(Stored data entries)
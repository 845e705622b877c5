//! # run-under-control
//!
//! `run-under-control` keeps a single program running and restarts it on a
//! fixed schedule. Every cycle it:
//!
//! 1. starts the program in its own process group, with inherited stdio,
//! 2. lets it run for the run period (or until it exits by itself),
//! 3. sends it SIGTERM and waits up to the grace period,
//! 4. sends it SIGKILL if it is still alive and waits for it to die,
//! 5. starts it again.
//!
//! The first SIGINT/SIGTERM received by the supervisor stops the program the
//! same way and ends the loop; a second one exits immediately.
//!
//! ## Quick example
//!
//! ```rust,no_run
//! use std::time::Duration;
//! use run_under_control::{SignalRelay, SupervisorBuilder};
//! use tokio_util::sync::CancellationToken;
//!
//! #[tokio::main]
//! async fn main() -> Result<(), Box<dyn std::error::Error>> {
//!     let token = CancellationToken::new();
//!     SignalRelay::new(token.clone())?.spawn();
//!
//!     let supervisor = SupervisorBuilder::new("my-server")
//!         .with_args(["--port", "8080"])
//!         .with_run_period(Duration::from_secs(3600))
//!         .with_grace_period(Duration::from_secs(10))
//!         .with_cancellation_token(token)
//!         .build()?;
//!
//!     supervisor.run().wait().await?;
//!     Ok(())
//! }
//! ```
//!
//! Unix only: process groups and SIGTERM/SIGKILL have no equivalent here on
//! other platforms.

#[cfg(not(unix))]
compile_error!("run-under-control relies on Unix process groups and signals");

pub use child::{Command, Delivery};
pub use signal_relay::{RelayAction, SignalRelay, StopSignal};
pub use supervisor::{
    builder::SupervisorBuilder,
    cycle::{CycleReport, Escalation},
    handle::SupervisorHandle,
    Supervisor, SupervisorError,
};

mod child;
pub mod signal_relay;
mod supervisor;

Required action: Transcribe each of the records verbatim.

Exercise solution:
repository 845e705622b877c5
//! # run-under-control
//!
//! `run-under-control` keeps a single program running and restarts it on a
//! fixed schedule. Every cycle it:
//!
//! 1. starts the program in its own process group, with inherited stdio,
//! 2. lets it run for the run period (or until it exits by itself),
//! 3. sends it SIGTERM and waits up to the grace period,
//! 4. sends it SIGKILL if it is still alive and waits for it to die,
//! 5. starts it again.
//!
//! The first SIGINT/SIGTERM received by the supervisor stops the program the
//! same way and ends the loop; a second one exits immediately.
//!
//! ## Quick example
//!
//! ```rust,no_run
//! use std::time::Duration;
//! use run_under_control::{SignalRelay, SupervisorBuilder};
//! use tokio_util::sync::CancellationToken;
//!
//! #[tokio::main]
//! async fn main() -> Result<(), Box<dyn std::error::Error>> {
//!     let token = CancellationToken::new();
//!     SignalRelay::new(token.clone())?.spawn();
//!
//!     let supervisor = SupervisorBuilder::new("my-server")
//!         .with_args(["--port", "8080"])
//!         .with_run_period(Duration::from_secs(3600))
//!         .with_grace_period(Duration::from_secs(10))
//!         .with_cancellation_token(token)
//!         .build()?;
//!
//!     supervisor.run().wait().await?;
//!     Ok(())
//! }
//! ```
//!
//! Unix only: process groups and SIGTERM/SIGKILL have no equivalent here on
//! other platforms.

#[cfg(not(unix))]
compile_error!("run-under-control relies on Unix process groups and signals");

pub use child::{Command, Delivery};
pub use signal_relay::{RelayAction, SignalRelay, StopSignal};
pub use supervisor::{
    builder::SupervisorBuilder,
    cycle::{CycleReport, Escalation},
    handle::SupervisorHandle,
    Supervisor, SupervisorError,
};

mod child;
pub mod signal_relay;
mod supervisor;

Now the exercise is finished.